Like any other interventional procedures, catheter-directed pharmacomechanical reperfusion requires adequate operator expertise and institutional volume. Furthermore, it remains to be determined whether the speed of thrombus removal, and consequently of the relief of the RV from pressure overload, is adequately high in patients with overt or imminent hemodynamic decompensation and whether the use of ultrasound is really necessary for obtaining maximum efficacy [20].
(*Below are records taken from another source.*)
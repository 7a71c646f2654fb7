//! Device uptime handling
//!
//! All timestamps in the pipeline are milliseconds since boot in a `u32`,
//! which wraps after roughly 49.7 days. Interval arithmetic therefore uses
//! wrapping subtraction everywhere.

use core::cell::Cell;
use core::fmt;

/// Milliseconds since device boot
pub type Timestamp = u32;

/// Source of device uptime
///
/// Hardware implementations read a timer peripheral. Tests use
/// [`MockTimeSource`].
pub trait TimeSource {
    /// Current uptime in milliseconds
    fn now(&self) -> Timestamp;

    /// Smallest measurable step in milliseconds
    fn precision_ms(&self) -> u32 {
        1
    }
}

/// Milliseconds elapsed from `earlier` to `later`, tolerating one wrap
pub const fn elapsed_ms(earlier: Timestamp, later: Timestamp) -> u32 {
    later.wrapping_sub(earlier)
}

/// Whether `t` lies before `reference`
///
/// Gaps of more than half the `u32` range count as a wrap, so a timestamp
/// just after the wrap is still later than one just before it.
pub const fn is_before(t: Timestamp, reference: Timestamp) -> bool {
    elapsed_ms(reference, t) > u32::MAX / 2
}

/// Controllable time source for tests and simulation
///
/// Interior mutability lets a test advance time while a component holds a
/// shared reference to the source.
#[derive(Debug, Default)]
pub struct MockTimeSource {
    now: Cell<Timestamp>,
}

impl MockTimeSource {
    /// Create a source starting at `start`
    pub const fn new(start: Timestamp) -> Self {
        Self { now: Cell::new(start) }
    }

    /// Jump to an absolute time
    pub fn set(&self, timestamp: Timestamp) {
        self.now.set(timestamp);
    }

    /// Move forward by `ms`
    pub fn advance(&self, ms: u32) {
        self.now.set(self.now.get().wrapping_add(ms));
    }
}

impl TimeSource for MockTimeSource {
    fn now(&self) -> Timestamp {
        self.now.get()
    }
}

/// Human readable uptime, e.g. `02:03:04.005` or `1d 02:03:04.005`
#[derive(Debug, Clone, Copy, PartialEq, Eq)]
pub struct Uptime(pub Timestamp);

impl fmt::Display for Uptime {
    fn fmt(&self, f: &mut fmt::Formatter<'_>) -> fmt::Result {
        let ms = self.0 % 1000;
        let total_secs = self.0 / 1000;
        let secs = total_secs % 60;
        let mins = (total_secs / 60) % 60;
        let hours = (total_secs / 3600) % 24;
        let days = total_secs / 86_400;

        if days > 0 {
            write!(f, "{}d ", days)?;
        }
        write!(f, "{:02}:{:02}:{:02}.{:03}", hours, mins, secs, ms)
    }
}
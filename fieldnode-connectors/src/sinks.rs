//! Logger outputs
//!
//! [`WriterSink`] feeds the serial console or any other `io::Write`.
//! [`ConnectorSink`] forwards network log lines to a connector, typically
//! the websocket at [`WEBSOCKET_LOG_PATH`].

use std::cell::RefCell;
use std::io::Write;
use std::rc::Rc;

use fieldnode_core::logger::LogSink;

use crate::Connector;

/// Websocket path network log lines go to
pub const WEBSOCKET_LOG_PATH: &str = "/wslog";

/// Console output on a byte writer, one line per message
#[derive(Debug)]
pub struct WriterSink<W> {
    writer: W,
}

impl<W: Write> WriterSink<W> {
    pub fn new(writer: W) -> Self {
        Self { writer }
    }

    /// Release the writer
    pub fn into_inner(self) -> W {
        self.writer
    }
}

impl WriterSink<std::io::Stdout> {
    /// Sink on standard output
    pub fn stdout() -> Self {
        Self::new(std::io::stdout())
    }
}

impl<W: Write> LogSink for WriterSink<W> {
    fn write_line(&mut self, line: &str) {
        // A console that cannot be written has nowhere left to report to
        let _ = writeln!(self.writer, "{}", line).and_then(|()| self.writer.flush());
    }
}

/// Network output through a connector
///
/// Lines are dropped while the connector is down.
#[derive(Debug)]
pub struct ConnectorSink<C> {
    connector: C,
    path: String,
    dropped: u64,
}

impl<C: Connector> ConnectorSink<C> {
    /// Sink sending to [`WEBSOCKET_LOG_PATH`]
    pub fn new(connector: C) -> Self {
        Self::with_path(connector, WEBSOCKET_LOG_PATH)
    }

    /// Sink sending to `path`
    pub fn with_path(connector: C, path: impl Into<String>) -> Self {
        Self { connector, path: path.into(), dropped: 0 }
    }

    /// Lines not delivered
    pub fn dropped(&self) -> u64 {
        self.dropped
    }
}

impl<C: Connector> LogSink for ConnectorSink<C> {
    fn write_line(&mut self, line: &str) {
        if !self.connector.is_connected() {
            self.dropped += 1;
            return;
        }
        if let Err(err) = self.connector.send(&self.path, line.as_bytes()) {
            self.dropped += 1;
            log::debug!("network log line dropped: {}", err);
        }
    }
}

/// Shared connectors, so the logger and the application can both use one
impl<C: Connector> Connector for Rc<RefCell<C>> {
    type Error = C::Error;

    fn send(&mut self, topic: &str, data: &[u8]) -> Result<(), Self::Error> {
        self.borrow_mut().send(topic, data)
    }

    fn is_connected(&self) -> bool {
        self.borrow().is_connected()
    }
}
Impact of Thrombolysis on Late Outcomes After Pulmonary Embolism
Cohort studies with long-term follow-up suggest that a substantial proportion of patients who have survived an acute PE episode may complain of persistent functional limitation and/or reduced quality of life for long periods after the index event [2]. Moreover, some degree of persistent pulmonary hypertension or RV dysfunction was observed in as many as 40% of survivors followed over 6 months to 1 year after acute PE [23]. These data are to be interpreted with caution as the number of patients followed in observational studies performed so far was rather small, echocardiographic parameters of RV dysfunction were not standardized, and a correlation of ultrasound findings with the severity of patients’ symptoms or the degree of functional limitation could not be established [24]. Similarly, the broad range of the reported CTEPH incidence rates after symptomatic PE (0.1–9.1% of the patients within the first 2 years [3]) is probably due to referral bias, absence of early symptoms, and the occasional difficulty in differentiating truly acute PE at baseline from an acute episode superimposed on pre-existing CTEPH [25].